(Saved entries)
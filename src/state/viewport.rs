//! Viewport Observer - boundary-crossing events for page regions.
//!
//! Each observation watches one target against one threshold. After every
//! scroll, resize or relayout the page calls [`refresh_viewport`], which
//! re-measures every observed target and emits an event only when a target
//! crosses its threshold. Every observation starts out "not intersecting",
//! so a region that never reaches its threshold never emits.
//!
//! # Example
//!
//! ```ignore
//! use spark_reveal::state::viewport;
//!
//! let handle = viewport::observe(section, Threshold::SECTION, |event| {
//!     if event.is_intersecting {
//!         // section entered
//!     }
//! });
//!
//! viewport::refresh_viewport(&layout, Viewport::new(scroll_y, rows));
//!
//! handle.disconnect(); // or drop it
//! ```

use std::cell::{Cell, RefCell};
use std::collections::BTreeMap;
use std::rc::Rc;

use crate::layout::{intersection_ratio, ComputedLayout, Viewport};
use crate::types::Threshold;

/// A threshold crossing for one observed target.
#[derive(Debug, Clone, Copy, PartialEq)]
pub struct ViewportEvent {
    pub target: usize,
    /// True when the target crossed into the viewport.
    pub is_intersecting: bool,
    /// Visible fraction at the time of the crossing.
    pub ratio: f32,
}

type ObserverCallback = Rc<dyn Fn(ViewportEvent)>;

struct Observation {
    target: usize,
    threshold: Threshold,
    intersecting: bool,
    callback: ObserverCallback,
}

thread_local! {
    /// Observations in subscription order.
    static OBSERVATIONS: RefCell<BTreeMap<u64, Observation>> = RefCell::new(BTreeMap::new());
    static NEXT_OBSERVER_ID: Cell<u64> = const { Cell::new(0) };
}

// =============================================================================
// Subscription
// =============================================================================

/// Subscription to one target's crossings.
///
/// Disconnects on drop.
#[must_use = "dropping the handle disconnects the observer"]
pub struct ObserverHandle {
    id: u64,
    target: usize,
    connected: Cell<bool>,
}

impl ObserverHandle {
    /// Stop observing. Safe to call more than once.
    pub fn disconnect(&self) {
        if !self.connected.replace(false) {
            return;
        }
        let removed = OBSERVATIONS.with(|obs| obs.borrow_mut().remove(&self.id));
        if removed.is_some() {
            tracing::trace!(section = self.target, observer = self.id, "observer disconnected");
        }
        // Callback captures are dropped here, outside the registry borrow
        drop(removed);
    }

    pub fn is_connected(&self) -> bool {
        self.connected.get()
    }

    pub fn target(&self) -> usize {
        self.target
    }
}

impl Drop for ObserverHandle {
    fn drop(&mut self) {
        self.disconnect();
    }
}

/// Observe `target`, calling `callback` on every threshold crossing.
pub fn observe(
    target: usize,
    threshold: Threshold,
    callback: impl Fn(ViewportEvent) + 'static,
) -> ObserverHandle {
    let id = NEXT_OBSERVER_ID.with(|next| {
        let id = next.get();
        next.set(id + 1);
        id
    });

    OBSERVATIONS.with(|obs| {
        obs.borrow_mut().insert(
            id,
            Observation {
                target,
                threshold,
                intersecting: false,
                callback: Rc::new(callback),
            },
        );
    });

    tracing::trace!(section = target, observer = id, threshold = threshold.value(), "observer connected");

    ObserverHandle {
        id,
        target,
        connected: Cell::new(true),
    }
}

// =============================================================================
// Dispatch
// =============================================================================

/// Re-measure every observed target and dispatch crossings.
///
/// Targets without bounds in `layout` count as not intersecting.
/// Returns the number of events dispatched.
pub fn refresh_viewport(layout: &ComputedLayout, viewport: Viewport) -> usize {
    // Update state and collect crossings under the borrow, dispatch after it
    let crossings: Vec<(u64, ViewportEvent, ObserverCallback)> = OBSERVATIONS.with(|obs| {
        let mut obs = obs.borrow_mut();
        obs.iter_mut()
            .filter_map(|(&id, observation)| {
                let ratio = layout
                    .bounds(observation.target)
                    .map(|bounds| intersection_ratio(&bounds, &viewport))
                    .unwrap_or(0.0);
                let intersecting = observation.threshold.is_met(ratio);
                if intersecting == observation.intersecting {
                    return None;
                }
                observation.intersecting = intersecting;
                let event = ViewportEvent {
                    target: observation.target,
                    is_intersecting: intersecting,
                    ratio,
                };
                Some((id, event, observation.callback.clone()))
            })
            .collect()
    });

    let mut dispatched = 0;
    for (id, event, callback) in crossings {
        // An earlier callback may have disconnected this one
        if !is_observing(id) {
            continue;
        }
        tracing::trace!(
            section = event.target,
            intersecting = event.is_intersecting,
            ratio = event.ratio,
            "viewport crossing"
        );
        callback(event);
        dispatched += 1;
    }
    dispatched
}

fn is_observing(id: u64) -> bool {
    OBSERVATIONS.with(|obs| obs.borrow().contains_key(&id))
}

/// Number of live observations.
pub fn observer_count() -> usize {
    OBSERVATIONS.with(|obs| obs.borrow().len())
}

/// Number of live observations of one target.
pub fn observers_of(target: usize) -> usize {
    OBSERVATIONS.with(|obs| obs.borrow().values().filter(|o| o.target == target).count())
}

// =============================================================================
// Reset (for testing)
// =============================================================================

/// Drop every observation. Existing handles become inert.
pub fn reset_viewport() {
    let dropped = OBSERVATIONS.with(|obs| std::mem::take(&mut *obs.borrow_mut()));
    drop(dropped);
}
//! Error types for the fallible surfaces: preset loading and page layout.
//!
//! The reveal core itself never fails; bad parameters degrade to safe values.

use std::path::PathBuf;

/// Error computing the page layout.
#[derive(Debug, thiserror::Error)]
pub enum LayoutError {
    #[error("taffy layout error: {0}")]
    Taffy(#[from] taffy::TaffyError),
}

/// Error mounting a page.
#[derive(Debug, thiserror::Error)]
pub enum PageError {
    #[error("failed to read preset {path}: {source}")]
    Io {
        path: PathBuf,
        #[source]
        source: std::io::Error,
    },
    #[error("RON parse error: {0}")]
    Ron(#[from] ron::error::SpannedError),
    #[error("duplicate section id: {0}")]
    DuplicateSection(String),
    #[error("a page named {0:?} is already mounted")]
    AlreadyMounted(String),
    #[error(transparent)]
    Layout(#[from] LayoutError),
}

Work to be completed. Every single record is to be set down again, unaltered.

Expected output.
filename src/state/viewport.rs
//! Viewport Observer - boundary-crossing events for page regions.
//!
//! Each observation watches one target against one threshold. After every
//! scroll, resize or relayout the page calls [`refresh_viewport`], which
//! re-measures every observed target and emits an event only when a target
//! crosses its threshold. Every observation starts out "not intersecting",
//! so a region that never reaches its threshold never emits.
//!
//! # Example
//!
//! ```ignore
//! use spark_reveal::state::viewport;
//!
//! let handle = viewport::observe(section, Threshold::SECTION, |event| {
//!     if event.is_intersecting {
//!         // section entered
//!     }
//! });
//!
//! viewport::refresh_viewport(&layout, Viewport::new(scroll_y, rows));
//!
//! handle.disconnect(); // or drop it
//! ```

use std::cell::{Cell, RefCell};
use std::collections::BTreeMap;
use std::rc::Rc;

use crate::layout::{intersection_ratio, ComputedLayout, Viewport};
use crate::types::Threshold;

/// A threshold crossing for one observed target.
#[derive(Debug, Clone, Copy, PartialEq)]
pub struct ViewportEvent {
    pub target: usize,
    /// True when the target crossed into the viewport.
    pub is_intersecting: bool,
    /// Visible fraction at the time of the crossing.
    pub ratio: f32,
}

type ObserverCallback = Rc<dyn Fn(ViewportEvent)>;

struct Observation {
    target: usize,
    threshold: Threshold,
    intersecting: bool,
    callback: ObserverCallback,
}

thread_local! {
    /// Observations in subscription order.
    static OBSERVATIONS: RefCell<BTreeMap<u64, Observation>> = RefCell::new(BTreeMap::new());
    static NEXT_OBSERVER_ID: Cell<u64> = const { Cell::new(0) };
}

// =============================================================================
// Subscription
// =============================================================================

/// Subscription to one target's crossings.
///
/// Disconnects on drop.
#[must_use = "dropping the handle disconnects the observer"]
pub struct ObserverHandle {
    id: u64,
    target: usize,
    connected: Cell<bool>,
}

impl ObserverHandle {
    /// Stop observing. Safe to call more than once.
    pub fn disconnect(&self) {
        if !self.connected.replace(false) {
            return;
        }
        let removed = OBSERVATIONS.with(|obs| obs.borrow_mut().remove(&self.id));
        if removed.is_some() {
            tracing::trace!(section = self.target, observer = self.id, "observer disconnected");
        }
        // Callback captures are dropped here, outside the registry borrow
        drop(removed);
    }

    pub fn is_connected(&self) -> bool {
        self.connected.get()
    }

    pub fn target(&self) -> usize {
        self.target
    }
}

impl Drop for ObserverHandle {
    fn drop(&mut self) {
        self.disconnect();
    }
}

/// Observe `target`, calling `callback` on every threshold crossing.
pub fn observe(
    target: usize,
    threshold: Threshold,
    callback: impl Fn(ViewportEvent) + 'static,
) -> ObserverHandle {
    let id = NEXT_OBSERVER_ID.with(|next| {
        let id = next.get();
        next.set(id + 1);
        id
    });

    OBSERVATIONS.with(|obs| {
        obs.borrow_mut().insert(
            id,
            Observation {
                target,
                threshold,
                intersecting: false,
                callback: Rc::new(callback),
            },
        );
    });

    tracing::trace!(section = target, observer = id, threshold = threshold.value(), "observer connected");

    ObserverHandle {
        id,
        target,
        connected: Cell::new(true),
    }
}

// =============================================================================
// Dispatch
// =============================================================================

/// Re-measure every observed target and dispatch crossings.
///
/// Targets without bounds in `layout` count as not intersecting.
/// Returns the number of events dispatched.
pub fn refresh_viewport(layout: &ComputedLayout, viewport: Viewport) -> usize {
    // Update state and collect crossings under the borrow, dispatch after it
    let crossings: Vec<(u64, ViewportEvent, ObserverCallback)> = OBSERVATIONS.with(|obs| {
        let mut obs = obs.borrow_mut();
        obs.iter_mut()
            .filter_map(|(&id, observation)| {
                let ratio = layout
                    .bounds(observation.target)
                    .map(|bounds| intersection_ratio(&bounds, &viewport))
                    .unwrap_or(0.0);
                let intersecting = observation.threshold.is_met(ratio);
                if intersecting == observation.intersecting {
                    return None;
                }
                observation.intersecting = intersecting;
                let event = ViewportEvent {
                    target: observation.target,
                    is_intersecting: intersecting,
                    ratio,
                };
                Some((id, event, observation.callback.clone()))
            })
            .collect()
    });

    let mut dispatched = 0;
    for (id, event, callback) in crossings {
        // An earlier callback may have disconnected this one
        if !is_observing(id) {
            continue;
        }
        tracing::trace!(
            section = event.target,
            intersecting = event.is_intersecting,
            ratio = event.ratio,
            "viewport crossing"
        );
        callback(event);
        dispatched += 1;
    }
    dispatched
}

fn is_observing(id: u64) -> bool {
    OBSERVATIONS.with(|obs| obs.borrow().contains_key(&id))
}

/// Number of live observations.
pub fn observer_count() -> usize {
    OBSERVATIONS.with(|obs| obs.borrow().len())
}

/// Number of live observations of one target.
pub fn observers_of(target: usize) -> usize {
    OBSERVATIONS.with(|obs| obs.borrow().values().filter(|o| o.target == target).count())
}

// =============================================================================
// Reset (for testing)
// =============================================================================

/// Drop every observation. Existing handles become inert.
pub fn reset_viewport() {
    let dropped = OBSERVATIONS.with(|obs| std::mem::take(&mut *obs.borrow_mut()));
    drop(dropped);
}
//! Error types for the fallible surfaces: preset loading and page layout.
//!
//! The reveal core itself never fails; bad parameters degrade to safe values.

use std::path::PathBuf;

/// Error computing the page layout.
#[derive(Debug, thiserror::Error)]
pub enum LayoutError {
    #[error("taffy layout error: {0}")]
    Taffy(#[from] taffy::TaffyError),
}

/// Error mounting a page.
#[derive(Debug, thiserror::Error)]
pub enum PageError {
    #[error("failed to read preset {path}: {source}")]
    Io {
        path: PathBuf,
        #[source]
        source: std::io::Error,
    },
    #[error("RON parse error: {0}")]
    Ron(#[from] ron::error::SpannedError),
    #[error("duplicate section id: {0}")]
    DuplicateSection(String),
    #[error("a page named {0:?} is already mounted")]
    AlreadyMounted(String),
    #[error(transparent)]
    Layout(#[from] LayoutError),
}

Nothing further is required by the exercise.